Un día como hoy 11 de noviembre, hace 27 años, de la muerte de un sencillo hijo de un minero del carbón, Sebastián Acevedo Becerra, un modesto trabajador de la construcción de la ciudad de Coronel que, desesperado ante la detención ilegal y tortura de sus hijos María Candelaria y Galo Fernando, por parte de los aparatos represivos de Pinochet, y en señal de protesta ante la negativa de la Dictadura a informar sobre el paradero de ambos jóvenes, se quemó a lo bonzo frente a la Catedral de Concepción, clamando a viva voz para que la CNI (Central Nacional de Informaciones) los devolviera intactos o a lo menos vivos.
Esta inmolación conmovió al mundo, sus hijos fueron liberados. En homenaje a este hombre, se creo el «Movimiento Contra la Tortura Sebastian Acevedo», en Santiago y luego en Concepción, conformado por personas de diverso pensamiento político y religioso.

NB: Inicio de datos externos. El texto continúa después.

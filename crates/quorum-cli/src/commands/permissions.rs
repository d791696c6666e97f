// Permission inspection and management over a chain snapshot
//
// Read commands print the browse tables; write commands drive the same
// panels a frontend would and save the snapshot back.

use crate::commands::common;
use anyhow::{anyhow, Context, Result};
use clap::{Args, Subcommand};
use quorum_core::{named_apps, Address, AppInstance, ChainReader, QuorumConfig, RoleBytes, SnapshotChain};
use quorum_identity::LocalIdentityDirectory;
use quorum_permissions::{
    app_roles, load_role_state, roles_by_entity, AssignPermissionPanel, Consistency, ManageRolePanel,
    OrgContext, UpdateAction,
};
use std::path::{Path, PathBuf};
use tracing::info;

#[derive(Args)]
pub struct PermissionsArgs {
    /// Chain snapshot (JSON)
    #[arg(short, long)]
    snapshot: PathBuf,

    #[command(subcommand)]
    command: PermissionsCommand,
}

#[derive(Subcommand)]
pub enum PermissionsCommand {
    /// List installed apps
    Apps,

    /// List the roles of an app with their managers
    Roles {
        /// App proxy address
        app: String,
    },

    /// List every grantee with the roles it holds
    Entities,

    /// Show one permission
    Show {
        /// App proxy address
        app: String,
        /// Role bytes, id or name
        role: String,
    },

    /// Initialize a permission with its first grantee and manager
    Create {
        /// App proxy address
        app: String,
        /// Role bytes, id or name
        role: String,
        /// First grantee
        #[arg(long)]
        grantee: String,
        /// Manager
        #[arg(long)]
        manager: String,
    },

    /// Change the manager of a permission
    SetManager {
        /// App proxy address
        app: String,
        /// Role bytes, id or name
        role: String,
        /// New manager
        #[arg(long)]
        manager: String,
    },

    /// Discard the manager of a permission
    RemoveManager {
        /// App proxy address
        app: String,
        /// Role bytes, id or name
        role: String,
    },

    /// Grant an existing permission to another entity
    Grant {
        /// App proxy address
        app: String,
        /// Role bytes, id or name
        role: String,
        /// Grantee
        #[arg(long)]
        grantee: String,
    },
}

/// Run a permissions command against the snapshot file.
pub async fn handle_permissions_command(args: PermissionsArgs, config: &QuorumConfig) -> Result<()> {
    let chain = SnapshotChain::load_with_burn(&args.snapshot, config.burn_address)?;
    let mut org = OrgContext::from_config(config);
    org.burn_address = chain.burn_address();
    org.dao_address = chain.dao().or(org.dao_address);
    let apps = chain.apps().await?;
    let directory = common::open_directory(config).await?;

    match args.command {
        PermissionsCommand::Apps => {
            for app in &apps {
                println!("{}  {} ({} roles)", app.proxy_address, app.display_name(), app.roles.len());
            }
        }

        PermissionsCommand::Roles { app } => {
            let proxy = common::parse_address(&app)?;
            for row in app_roles(&chain, &org, proxy).await? {
                println!(
                    "{:<10} {:<40} managed by {}",
                    row.button_label(),
                    row.role.label(),
                    row.manager_display().text(Some(&directory))
                );
            }
        }

        PermissionsCommand::Entities => {
            let permissions = chain.permissions().await?;
            for row in roles_by_entity(&permissions, &org.classify_ctx(&apps)) {
                println!(
                    "{:<8} {:<44} {}",
                    row.type_label(),
                    entity_text(row.entity.address(), &directory),
                    row.role_labels().join(", ")
                );
            }
        }

        PermissionsCommand::Show { app, role } => {
            let (proxy, role) = resolve_target(&apps, &app, &role)?;
            let state = load_role_state(&chain, &org, proxy, role).await?;
            let panel = ManageRolePanel::open(&state, &apps);
            println!("{}", panel.title());
            println!("App:      {}", state.app.display_name());
            println!("Action:   {}", panel.action_description());
            println!("Manager:  {}", state.manager_display().text(Some(&directory)));
            for grantee in &state.grantees {
                println!("Grantee:  {}", entity_text(grantee.address(), &directory));
            }
            if state.consistency == Consistency::OrphanGrantees {
                println!("Warning:  grantees exist without a manager");
            }
            if let Some(message) = panel.message() {
                println!("{message}");
            }
        }

        PermissionsCommand::Create {
            app,
            role,
            grantee,
            manager,
        } => {
            let (proxy, role) = resolve_target(&apps, &app, &role)?;
            let mut panel = ManageRolePanel::open_from_chain(&chain, &org, proxy, role).await?;
            panel.set_grantee_address(&grantee);
            panel.set_manager_address(&manager);
            let intent = panel.submit_checked(&chain, &org, &chain).await?;
            save_snapshot(&chain, &args.snapshot).await?;
            info!(%intent, "Applied");
        }

        PermissionsCommand::SetManager { app, role, manager } => {
            let (proxy, role) = resolve_target(&apps, &app, &role)?;
            let mut panel = ManageRolePanel::open_from_chain(&chain, &org, proxy, role).await?;
            panel.select_update_action(UpdateAction::SetManager.index());
            panel.set_manager_address(&manager);
            let intent = panel.submit_checked(&chain, &org, &chain).await?;
            save_snapshot(&chain, &args.snapshot).await?;
            info!(%intent, "Applied");
        }

        PermissionsCommand::RemoveManager { app, role } => {
            let (proxy, role) = resolve_target(&apps, &app, &role)?;
            let mut panel = ManageRolePanel::open_from_chain(&chain, &org, proxy, role).await?;
            panel.select_update_action(UpdateAction::RemoveManager.index());
            let intent = panel.submit_checked(&chain, &org, &chain).await?;
            save_snapshot(&chain, &args.snapshot).await?;
            info!(%intent, "Applied");
        }

        PermissionsCommand::Grant { app, role, grantee } => {
            let (proxy, role) = resolve_target(&apps, &app, &role)?;
            let mut panel = AssignPermissionPanel::open(&apps);
            let app_index = named_apps(&apps)
                .iter()
                .position(|a| a.proxy_address == proxy)
                .ok_or_else(|| anyhow!("app {proxy} has no name and cannot be assigned"))?;
            panel.select_app(app_index + 1);
            let role_index = panel
                .roles()
                .iter()
                .position(|r| r.bytes == role)
                .ok_or_else(|| anyhow!("role {role} is not declared by the app"))?;
            panel.select_role(role_index + 1);
            panel.set_grantee_address(&grantee);
            let intent = panel.submit(&chain).await?;
            save_snapshot(&chain, &args.snapshot).await?;
            info!(%intent, "Applied");
        }
    }

    Ok(())
}

/// Resolve an app address and a role given as bytes, id or name.
fn resolve_target(apps: &[AppInstance], app: &str, role: &str) -> Result<(Address, RoleBytes)> {
    let proxy = common::parse_address(app)?;
    let role = role.trim();
    if role.starts_with("0x") {
        return Ok((proxy, RoleBytes::parse(role)?));
    }
    let instance = apps
        .iter()
        .find(|a| a.proxy_address == proxy)
        .ok_or_else(|| anyhow!("no app installed at {proxy}"))?;
    let found = instance
        .roles
        .iter()
        .find(|r| r.id.as_deref() == Some(role) || r.name.as_deref() == Some(role))
        .ok_or_else(|| anyhow!("{} declares no role {role:?}", instance.display_name()))?;
    Ok((proxy, found.bytes))
}

fn entity_text(address: Address, directory: &LocalIdentityDirectory) -> String {
    if address == Address::ANY_ENTITY {
        return "Any account".to_string();
    }
    match directory.resolve(&address) {
        Ok(record) => format!("{} ({})", record.name, address.shorten()),
        Err(_) => address.to_checksum(),
    }
}

async fn save_snapshot(chain: &SnapshotChain, path: &Path) -> Result<()> {
    tokio::fs::write(path, chain.to_json()?)
        .await
        .with_context(|| format!("writing snapshot {}", path.display()))
}

#[cfg(test)]
mod tests {
    use super::*;
    use quorum_core::Role;

    fn finance() -> AppInstance {
        AppInstance {
            proxy_address: Address::from_bytes([0x11; 20]),
            name: Some("Finance".into()),
            app_id: None,
            icons: vec![],
            roles: vec![Role {
                bytes: RoleBytes::from_bytes([7; 32]),
                name: Some("Create new payments".into()),
                id: Some("CREATE_PAYMENTS_ROLE".into()),
            }],
        }
    }

    #[test]
    fn test_resolve_target_by_id_name_and_bytes() {
        let apps = vec![finance()];
        let proxy = apps[0].proxy_address.to_lower_hex();
        let expected = (apps[0].proxy_address, RoleBytes::from_bytes([7; 32]));
        assert_eq!(resolve_target(&apps, &proxy, "CREATE_PAYMENTS_ROLE").unwrap(), expected);
        assert_eq!(resolve_target(&apps, &proxy, "Create new payments").unwrap(), expected);
        assert_eq!(
            resolve_target(&apps, &proxy, &RoleBytes::from_bytes([7; 32]).to_string()).unwrap(),
            expected
        );
        assert!(resolve_target(&apps, &proxy, "TRANSFER_ROLE").is_err());
    }

    #[tokio::test]
    async fn test_create_then_remove_updates_snapshot() {
        let dir = tempfile::tempdir().unwrap();
        let snapshot = dir.path().join("chain.json");
        let chain = SnapshotChain::new(vec![finance()]);
        std::fs::write(&snapshot, chain.to_json().unwrap()).unwrap();

        let mut config = QuorumConfig::default();
        config.storage_dir = dir.path().join("labels");
        let app = finance().proxy_address.to_lower_hex();
        let run = |command| PermissionsArgs {
            snapshot: snapshot.clone(),
            command,
        };

        handle_permissions_command(
            run(PermissionsCommand::Create {
                app: app.clone(),
                role: "CREATE_PAYMENTS_ROLE".into(),
                grantee: "0xaaaaaaaaaaaaaaaaaaaaaaaaaaaaaaaaaaaaaaaa".into(),
                manager: "0xbbbbbbbbbbbbbbbbbbbbbbbbbbbbbbbbbbbbbbbb".into(),
            }),
            &config,
        )
        .await
        .unwrap();

        handle_permissions_command(
            run(PermissionsCommand::RemoveManager {
                app: app.clone(),
                role: "CREATE_PAYMENTS_ROLE".into(),
            }),
            &config,
        )
        .await
        .unwrap();

        let reloaded = SnapshotChain::load(&snapshot).unwrap();
        let role = RoleBytes::from_bytes([7; 32]);
        assert_eq!(
            reloaded.get_manager(finance().proxy_address, role).await.unwrap(),
            Address::DEFAULT_BURN
        );

        // Discarded: further management is refused.
        assert!(handle_permissions_command(
            run(PermissionsCommand::SetManager {
                app,
                role: "CREATE_PAYMENTS_ROLE".into(),
                manager: "0xcccccccccccccccccccccccccccccccccccccccc".into(),
            }),
            &config,
        )
        .await
        .is_err());
    }

    #[tokio::test]
    async fn test_configured_burn_address_freezes_manager() {
        let dir = tempfile::tempdir().unwrap();
        let snapshot = dir.path().join("chain.json");
        let burn = Address::from_bytes([0xde; 20]);
        let proxy = finance().proxy_address;
        let role = RoleBytes::from_bytes([7; 32]);
        let json = serde_json::json!({
            "apps": [finance()],
            "permissions": [{
                "app": proxy,
                "role": role,
                "manager": burn,
                "grantees": [Address::from_bytes([0xaa; 20])],
            }],
        });
        std::fs::write(&snapshot, json.to_string()).unwrap();

        let mut config = QuorumConfig::default();
        config.storage_dir = dir.path().join("labels");
        config.burn_address = burn;

        let refused = handle_permissions_command(
            PermissionsArgs {
                snapshot: snapshot.clone(),
                command: PermissionsCommand::SetManager {
                    app: proxy.to_lower_hex(),
                    role: "CREATE_PAYMENTS_ROLE".into(),
                    manager: "0xcccccccccccccccccccccccccccccccccccccccc".into(),
                },
            },
            &config,
        )
        .await;
        assert!(refused.is_err());

        let reloaded = SnapshotChain::load_with_burn(&snapshot, burn).unwrap();
        assert_eq!(reloaded.burn_address(), burn);
        assert_eq!(reloaded.get_manager(proxy, role).await.unwrap(), burn);
    }
}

Hoy vivimos un momento histórico distinto, pero sin duda por nuestr@s jóvenes, es el deber de cada trabajad@r de derechos humanos, ganar la batalla al olvido, simplemente recordando a Sebastián y dónde esté le hagamos sentir que su sacrificio no fue en vano, con este acto de amor y valentía no solo salvó a sus hijos, también nos regaló un ejemplo de heroismo, entregando su vida a cambio de la de sus hijos.